Agresywny kurier z Dolnego Śląska strzelał do samochodu po drogowej awanturze

Agresywny kurier z Dolnego Śląska strzelał do samochodu po drogowej awanturze

Policjanci opisują kuriera z Dolnego Śląska jako hulakana, który stracił kontrolę nad swoim gniewem. Po tym, jak jeden z kierowców skrytykował jego jazdę, mężczyzna ten wyjął broń i oddał strzał w kierunku pojazdu.

Niebezpieczne zajście miało miejsce w centrum Bolesławca w czwartkowe popołudnie. Kurier prowadził busa i wymusił pierwszeństwo na innym kierowcy. Ta osoba postanowiła jednak nie ignorować tego zachowania i zwróciła uwagę kurierowi na jego błąd. Niestety, to tylko rozdrażniło agresora, który zaczął obrażać kierowcę i pasażerów samochodu oraz celowo uderzać w ich auto drzwiami swojego busa.

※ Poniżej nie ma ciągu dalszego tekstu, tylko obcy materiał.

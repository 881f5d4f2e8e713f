// Copyright 2026 the Imprint Authors
// SPDX-License-Identifier: Apache-2.0 OR MIT

//! The flat content configuration recipes lay out.

use serde::{Deserialize, Serialize};

/// Field names recognized by [`ContentConfig::set`], in display order.
///
/// Batch headers are matched against these names case-insensitively.
pub const CONTENT_FIELDS: [&str; 7] = [
    "name", "title", "company", "email", "phone", "website", "tagline",
];

/// The text content a generated document is built from.
///
/// Every field is free text; empty fields are simply not laid out by
/// recipes that would otherwise place them.
#[derive(Clone, Debug, Default, PartialEq, Eq, Serialize, Deserialize)]
#[serde(default)]
pub struct ContentConfig {
    /// Person or product name. The primary line on most recipes.
    pub name: String,
    /// Role or subtitle.
    pub title: String,
    /// Company or organization.
    pub company: String,
    /// Contact email.
    pub email: String,
    /// Contact phone.
    pub phone: String,
    /// Website address.
    pub website: String,
    /// Short free-form tagline.
    pub tagline: String,
}

impl ContentConfig {
    /// Read a field by its [`CONTENT_FIELDS`] name.
    pub fn get(&self, field: &str) -> Option<&str> {
        let value = match field {
            "name" => &self.name,
            "title" => &self.title,
            "company" => &self.company,
            "email" => &self.email,
            "phone" => &self.phone,
            "website" => &self.website,
            "tagline" => &self.tagline,
            _ => return None,
        };
        Some(value)
    }

    /// Set a field by name. Returns `false` for unknown field names.
    pub fn set(&mut self, field: &str, value: impl Into<String>) -> bool {
        let slot = match field {
            "name" => &mut self.name,
            "title" => &mut self.title,
            "company" => &mut self.company,
            "email" => &mut self.email,
            "phone" => &mut self.phone,
            "website" => &mut self.website,
            "tagline" => &mut self.tagline,
            _ => return false,
        };
        *slot = value.into();
        true
    }

    /// The contact lines (email, phone, website) that are non-empty.
    pub fn contact_lines(&self) -> Vec<&str> {
        [&self.email, &self.phone, &self.website]
            .into_iter()
            .map(String::as_str)
            .filter(|s| !s.is_empty())
            .collect()
    }
}
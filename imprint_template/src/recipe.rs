// Copyright 2026 the Imprint Authors
// SPDX-License-Identifier: Apache-2.0 OR MIT

//! Recipes: pure layout functions from content to positioned, colorless stubs.
//!
//! A recipe decides where things go and how big they are, never what color
//! they get. Stubs carry a [`Role`] so the theme pass can color them later;
//! a stub may also carry a source color the generator keeps when asked to
//! preserve source colors.

use imprint_schema::{Color, ShapeType, TextAlign, Transform2D, Vec2F};

use crate::ContentConfig;

/// The semantic slot a stub fills. Themes color by role; the role also
/// becomes a tag on the realized layer so later queries and revisions can
/// find it.
#[derive(Copy, Clone, Debug, PartialEq, Eq, Hash)]
pub enum Role {
    /// The page background.
    Background,
    /// Primary name line.
    Name,
    /// Role or subtitle line.
    Title,
    /// Company or brand line.
    Company,
    /// Contact details (email, phone, website).
    Contact,
    /// Free-form tagline.
    Tagline,
    /// Decorative accent geometry.
    Accent,
}

impl Role {
    /// The semantic tag carried by layers realized from this role.
    pub fn tag(self) -> &'static str {
        match self {
            Self::Background => "background",
            Self::Name => "name",
            Self::Title => "title",
            Self::Company => "company",
            Self::Contact => "contact",
            Self::Tagline => "tagline",
            Self::Accent => "decorative",
        }
    }
}

/// What kind of layer a stub realizes into.
#[derive(Clone, Debug, PartialEq)]
pub enum StubKind {
    /// A text layer.
    Text {
        /// The text content.
        text: String,
        /// Font family name.
        font_family: String,
        /// Font size in document units.
        font_size: f32,
        /// CSS-style weight.
        weight: u16,
        /// Horizontal alignment within the stub box.
        align: TextAlign,
        /// Force uppercase rendering.
        uppercase: bool,
        /// Extra advance between glyphs, document units.
        letter_spacing: f32,
    },
    /// A shape layer.
    Shape {
        /// The shape geometry.
        shape: ShapeType,
    },
}

/// A positioned, colorless layer-to-be.
#[derive(Clone, Debug, PartialEq)]
pub struct LayerStub {
    /// Semantic slot, drives theme coloring and tagging.
    pub role: Role,
    /// Layer name in the realized document.
    pub name: String,
    /// Placement in document space.
    pub transform: Transform2D,
    /// What the stub realizes into.
    pub kind: StubKind,
    /// Color the stub's source material carried, if any. Used instead of
    /// the theme color when the generator is asked to keep source colors.
    pub source_color: Option<Color>,
}

impl LayerStub {
    /// A text stub with sensible defaults (Inter, regular weight, left).
    pub fn text(role: Role, name: impl Into<String>, transform: Transform2D, text: impl Into<String>, font_size: f32) -> Self {
        Self {
            role,
            name: name.into(),
            transform,
            kind: StubKind::Text {
                text: text.into(),
                font_family: "Inter".into(),
                font_size,
                weight: 400,
                align: TextAlign::Left,
                uppercase: false,
                letter_spacing: 0.0,
            },
            source_color: None,
        }
    }

    /// A rectangle shape stub.
    pub fn rect(role: Role, name: impl Into<String>, transform: Transform2D) -> Self {
        Self {
            role,
            name: name.into(),
            transform,
            kind: StubKind::Shape {
                shape: ShapeType::Rectangle,
            },
            source_color: None,
        }
    }

    /// Set the text weight. No effect on shape stubs.
    pub fn weight(mut self, w: u16) -> Self {
        if let StubKind::Text { weight, .. } = &mut self.kind {
            *weight = w;
        }
        self
    }

    /// Set the text alignment. No effect on shape stubs.
    pub fn align(mut self, a: TextAlign) -> Self {
        if let StubKind::Text { align, .. } = &mut self.kind {
            *align = a;
        }
        self
    }

    /// Render the text uppercase with the given letter spacing.
    pub fn caps(mut self, spacing: f32) -> Self {
        if let StubKind::Text {
            uppercase,
            letter_spacing,
            ..
        } = &mut self.kind
        {
            *uppercase = true;
            *letter_spacing = spacing;
        }
        self
    }

    /// Attach a source color.
    pub fn source(mut self, color: Color) -> Self {
        self.source_color = Some(color);
        self
    }
}

/// A named layout axis: content in, positioned colorless stubs out.
#[derive(Clone, Debug)]
pub struct Recipe {
    /// Stable identifier used in generated document ids.
    pub id: &'static str,
    /// Display name.
    pub name: &'static str,
    /// Style tags matched by suggestion filters ("minimal", "classic", ...).
    pub styles: &'static [&'static str],
    layout: fn(Vec2F, &ContentConfig) -> Vec<LayerStub>,
}

impl Recipe {
    /// Build a recipe around a layout function.
    pub fn new(
        id: &'static str,
        name: &'static str,
        styles: &'static [&'static str],
        layout: fn(Vec2F, &ContentConfig) -> Vec<LayerStub>,
    ) -> Self {
        Self {
            id,
            name,
            styles,
            layout,
        }
    }

    /// Lay out the content on a page of the given size.
    pub fn layout(&self, page: Vec2F, cfg: &ContentConfig) -> Vec<LayerStub> {
        (self.layout)(page, cfg)
    }

    /// Whether this recipe carries the given style tag.
    pub fn has_style(&self, style: &str) -> bool {
        self.styles.iter().any(|s| s.eq_ignore_ascii_case(style))
    }
}

fn frac(page: Vec2F, x: f32, y: f32, w: f32, h: f32) -> Transform2D {
    Transform2D::new(
        Vec2F::new(page.x * x, page.y * y),
        Vec2F::new(page.x * w, page.y * h),
    )
}

/// Centered, sparse layout: a thin rule, the name, the title, contacts at
/// the foot. The emptiness is the design.
pub(crate) fn layout_centered(page: Vec2F, cfg: &ContentConfig) -> Vec<LayerStub> {
    let mut stubs = Vec::new();
    stubs.push(LayerStub::rect(
        Role::Accent,
        "Accent Line",
        frac(page, 0.48, 0.34, 0.04, 0.006),
    ));
    stubs.push(
        LayerStub::text(
            Role::Name,
            "Name",
            frac(page, 0.1, 0.40, 0.8, 0.14),
            &cfg.name,
            page.y * 0.085,
        )
        .weight(600)
        .align(TextAlign::Center)
        .caps(page.y * 0.012),
    );
    if !cfg.title.is_empty() {
        stubs.push(
            LayerStub::text(
                Role::Title,
                "Title",
                frac(page, 0.1, 0.55, 0.8, 0.08),
                &cfg.title,
                page.y * 0.045,
            )
            .align(TextAlign::Center)
            .caps(page.y * 0.008),
        );
    }
    let contact = cfg.contact_lines().join("\n");
    if !contact.is_empty() {
        stubs.push(
            LayerStub::text(
                Role::Contact,
                "Contact",
                frac(page, 0.1, 0.78, 0.8, 0.16),
                contact,
                page.y * 0.035,
            )
            .align(TextAlign::Center),
        );
    }
    stubs
}

/// Left accent bar with a right-of-bar content block.
pub(crate) fn layout_sidebar(page: Vec2F, cfg: &ContentConfig) -> Vec<LayerStub> {
    let mut stubs = Vec::new();
    stubs.push(LayerStub::rect(
        Role::Accent,
        "Side Bar",
        frac(page, 0.0, 0.0, 0.06, 1.0),
    ));
    if !cfg.company.is_empty() {
        stubs.push(
            LayerStub::text(
                Role::Company,
                "Company",
                frac(page, 0.12, 0.14, 0.8, 0.08),
                &cfg.company,
                page.y * 0.05,
            )
            .weight(700)
            .caps(page.y * 0.01),
        );
    }
    stubs.push(
        LayerStub::text(
            Role::Name,
            "Name",
            frac(page, 0.12, 0.40, 0.8, 0.12),
            &cfg.name,
            page.y * 0.08,
        )
        .weight(600),
    );
    if !cfg.title.is_empty() {
        stubs.push(LayerStub::text(
            Role::Title,
            "Title",
            frac(page, 0.12, 0.54, 0.8, 0.07),
            &cfg.title,
            page.y * 0.04,
        ));
    }
    let contact = cfg.contact_lines().join("\n");
    if !contact.is_empty() {
        stubs.push(LayerStub::text(
            Role::Contact,
            "Contact",
            frac(page, 0.12, 0.72, 0.8, 0.22),
            contact,
            page.y * 0.034,
        ));
    }
    stubs
}

/// Full-width header band with the company name in it, content below.
pub(crate) fn layout_banded(page: Vec2F, cfg: &ContentConfig) -> Vec<LayerStub> {
    let mut stubs = Vec::new();
    stubs.push(LayerStub::rect(
        Role::Accent,
        "Header Band",
        frac(page, 0.0, 0.0, 1.0, 0.24),
    ));
    if !cfg.company.is_empty() {
        stubs.push(
            LayerStub::text(
                Role::Company,
                "Company",
                frac(page, 0.08, 0.055, 0.84, 0.12),
                &cfg.company,
                page.y * 0.06,
            )
            .weight(700)
            .caps(page.y * 0.01),
        );
    }
    stubs.push(
        LayerStub::text(
            Role::Name,
            "Name",
            frac(page, 0.08, 0.38, 0.84, 0.12),
            &cfg.name,
            page.y * 0.075,
        )
        .weight(600),
    );
    if !cfg.title.is_empty() {
        stubs.push(LayerStub::text(
            Role::Title,
            "Title",
            frac(page, 0.08, 0.52, 0.84, 0.07),
            &cfg.title,
            page.y * 0.042,
        ));
    }
    if !cfg.tagline.is_empty() {
        stubs.push(LayerStub::text(
            Role::Tagline,
            "Tagline",
            frac(page, 0.08, 0.64, 0.84, 0.07),
            &cfg.tagline,
            page.y * 0.036,
        ));
    }
    let contact = cfg.contact_lines().join("\n");
    if !contact.is_empty() {
        stubs.push(
            LayerStub::text(
                Role::Contact,
                "Contact",
                frac(page, 0.08, 0.78, 0.84, 0.18),
                contact,
                page.y * 0.032,
            )
            .align(TextAlign::Right),
        );
    }
    stubs
}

Ofiary postanowiły uniknąć dalszej konfrontacji i odjechały. Jednak kurier nie dał za wygraną i podążał za nimi. Blokując im drogę, wysiadł z busa trzymając w ręku przedmiot przypominający broń. Następnie ruszył w stronę samochodu i oddał strzał, który spowodował pęknięcie szyby od strony kierowcy – mówi podkom. Anna Kublik-Rościszewska z bolesławieckiej policji.

Kurier został zatrzymany przez policję w Legnicy na kolejny dzień po incydencie. Znaleziono również pneumatyczne urządzenie strzelające, które 35-latek pozbył się po zajściu.

Później ujawniono, że mężczyzna ten już na samym początku złamał prawo, ponieważ prowadził samochód mimo dwukrotnego sądowego zakazu.

Zachowanie kuriera zostało sklasyfikowane jako huligańskie. Łącznie usłyszał trzy zarzuty – publicznego i nieuzasadnionego uszkodzenia mienia, naruszenia bezpieczeństwa innych poprzez oddanie strzału z broni pneumatycznej oraz groźbę pozbawienia życia. Dodatkowo złamał sądowy zakaz prowadzenia pojazdów pomimo cofnięcia uprawnień – wyjaśnia podkom. Anna Kublik-Rościszewska.

Prokurator nałożył na zatrzymanego zakaz kontaktowania się i zbliżania do ofiar. Grozi mu karą do pięciu lat więzienia.